Jakarta,(ANTARA News) - Adakah "yang revolusioner" saat menanti dan menjadi pemirsa dalam debat ketiga calon presiden yang digelar pada Kamis (2/7) malam? Jawabannya, dapat diumpamakan dari sebuah laga bola, bahwa terjadinya gol berawal dari sebuah "conversation" antar pemain di berbagai lini.

Kata kuncinya, berwawan-kata, berwawan-tawa. Adakah "yang revolusioner" ketika salah seorang teman mengutarakan ujaran ngepop, "mancing duit, pake duit"? Jawabnya, itu sudah begitu saja berlaku, bukan hal anomali.

Reaksinya, tertawalah. Ayo tertawa, tertawa lagi, kalau tertawa jangan keras-keras (Bahasa Jawa: ayo ngguyu, ngguyu maneh, yen ngguyu lha aja seru-seru). "Dengan tertawa, berarti dirimu ada".

Ini tentu bukan hal yang patut ditertawakan ketika seorang sohib memanjatkan doa ketika menghadapi krisis keuangan global, "Tuhan, ampunilah mereka yang memble, karena mereka tidak tahu apa yang mereka perbuat". Hemm...bukankah filsuf Feyerabend telah melontaran kritik bahwa "anomali" sebagai konsep bernilai penting dalam revolusi paradigma.

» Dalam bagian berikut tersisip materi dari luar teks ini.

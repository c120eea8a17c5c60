use serde::{Deserialize, Serialize};

use crate::common::Ray;

use super::{Camera, OrthonormalBasis, ViewParams};

/// Parallel projection.
/// All rays share the gaze direction, origins cover the viewing window.
#[derive(Debug, Clone, Copy, PartialEq, Default, Serialize, Deserialize)]
pub struct OrthographicCamera {
    view: ViewParams,
}

impl OrthographicCamera {
    pub fn new(view: ViewParams) -> OrthographicCamera {
        OrthographicCamera { view }
    }
}

impl Camera for OrthographicCamera {
    fn view(&self) -> &ViewParams {
        &self.view
    }

    fn view_mut(&mut self) -> &mut ViewParams {
        &mut self.view
    }

    fn project(&self, basis: &OrthonormalBasis, u: f64, v: f64) -> Ray {
        let (su, sv) = self.view.plane_offset(u, v);
        let origin = self.view.view_point + su * basis.u + sv * basis.v;
        Ray::new(origin, -basis.w)
    }
}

Tema yang diusung dalam debat terakhir itu, "Negara Kesatuan RI, Demokrasi, dan Otonomi Daerah", ditayangkan langsung oleh salah satu televisi swasta di Indonesia. Ingin menikmati "the real debate", peganglah resep instan, bahwa siapa yang tampil dengan anomali, dialah yang patut diberi acungan jempol.

Dalam debat kali ini, tak perlu ada pembedaan antara bahasa yang "meaningful" dan "meaningless". Dalam putaran debat kali ini, tak perlu ada pernyataan ilmiah, setengah ilmiah, sangat ilmiah.

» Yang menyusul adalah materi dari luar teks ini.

//! Module with helper functions
//! Saves repetition in unit tests

use nalgebra::{point, vector, Point3, Vector3};

use crate::{
    camera::{OrthographicCamera, PerspectiveCamera, ViewParams},
    common::Ray,
};

/// Reference view, known-good rays below were generated with it
pub fn reference_view() -> ViewParams {
    ViewParams::new(
        point![1.0, 0.5, 2.0],
        vector![15.23, -1.854, 65.221].normalize(),
        vector![1.0, 0.0, 0.0],
    )
}

pub fn reference_orthographic() -> OrthographicCamera {
    OrthographicCamera::new(reference_view())
}

pub fn reference_perspective() -> PerspectiveCamera {
    PerspectiveCamera::new(reference_view())
}

/// Image points of the reference rays
pub const REFERENCE_UV: [(f64, f64); 4] = [
    (0.37123, 0.11343),
    (0.00234, 0.9832),
    (0.2345, 0.78201),
    (0.55523, 0.12555),
];

/// Shared by all orthographic reference rays
pub const REFERENCE_ORTHOGRAPHIC_DIRECTION: Vector3<f64> =
    vector![0.22730915261287413, -0.027671120744863338, 0.9734294315537928];

pub const REFERENCE_ORTHOGRAPHIC_ORIGINS: [Point3<f64>; 4] = [
    point![0.6235493799051484, 0.36878515466141304, 2.084176425089877],
    point![1.4705511166404994, 0.005661926354425948, 1.8760675810709173],
    point![1.2746277432055346, 0.2364287075632546, 1.928378256923414],
    point![0.635352111386452, 0.552789156075998, 2.0866509013806787],
];

/// Normalized directions, all perspective reference rays start in the view point
pub const REFERENCE_PERSPECTIVE_DIRECTIONS: [Vector3<f64>; 4] = [
    vector![-0.13811656557506483, -0.14714072701594028, 0.9794250460177998],
    vector![0.5734153111840217, -0.4289226336993767, 0.698011644029039],
    vector![0.46805451959738786, -0.27158260116709737, 0.8409327306198586],
    vector![-0.12844581009091482, 0.02349159814594461, 0.991438257627089],
];

pub fn reference_orthographic_rays() -> Vec<Ray> {
    REFERENCE_ORTHOGRAPHIC_ORIGINS
        .iter()
        .map(|&origin| Ray::new(origin, REFERENCE_ORTHOGRAPHIC_DIRECTION))
        .collect()
}

pub fn reference_perspective_rays() -> Vec<Ray> {
    REFERENCE_PERSPECTIVE_DIRECTIONS
        .iter()
        .map(|&direction| Ray::new(point![1.0, 0.5, 2.0], direction))
        .collect()
}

Bagi pemirsa, bersiaplah kecewa, karena pengetahuan manusia pada hakekatnya tidak memiliki fondasi. Menurut filsuf Richard Rorty, ilmu yang mendukung realisme akan berujung kepada kesia-sian belaka.

Bukankah debat di antara tiga calon wapres putaran kedua, ujung-ujungnya tidak menyentuh pemecahan masalah konkret. Harian Kompas menulis, pandangan calon wakil presiden yang terkait dengan persoalan kesehatan, pendidikan dan keluarga berencana justru nyaris seragam dan kurang mendarat kepada tataran konkret.

Sementara, harian Republika menilai ketiga cawapres tidak menawarkan terobosan. Debat cawapres tetap dinilai kuranggreget. Debat hangat baru terjadi menjelang berakhirnya acara debat, namun acara keburu berakhir. Adakah depat capres putaran terakhir ini berakhir layaknya mesin diesel, mulanya dingin, hangat kemudian panas?

Anggota Komisi Pemilihan Umum (KPU) I Gusti Putu Artha mengatakan debat kali ini berbeda dibandingkan dengan yang pernah dilaksanakan sebelumnya. Format debat antarcapres putaran terakhir ini diubah sehingga berbeda dari yang lalu.

"Dengan dihilangkannya sesi pendalaman oleh moderator, maka sesi ketiga yaitu debat antar capres menjadi lebih panjang. Diharapkan suasana menjadi lebih dinamis dan hangat," ujarnya. ""Kita minta kepada moderator agar memberikan pertanyaan yang terus meningkat, klimaksnya pada pertanyaan terakhir".

Pengamat politik, Yudi Latief, menyatakan, nuansa debat justru tak muncul karena tidak ada konfrontasi antar kontender. "Ketiga calon seolah sedang bermonolog. Seharusnya ada proposisi perdebatan yang jelas dan itu pun ditentukan oleh tema debat," kata Yudi seprti dikutip dari laman Kompas.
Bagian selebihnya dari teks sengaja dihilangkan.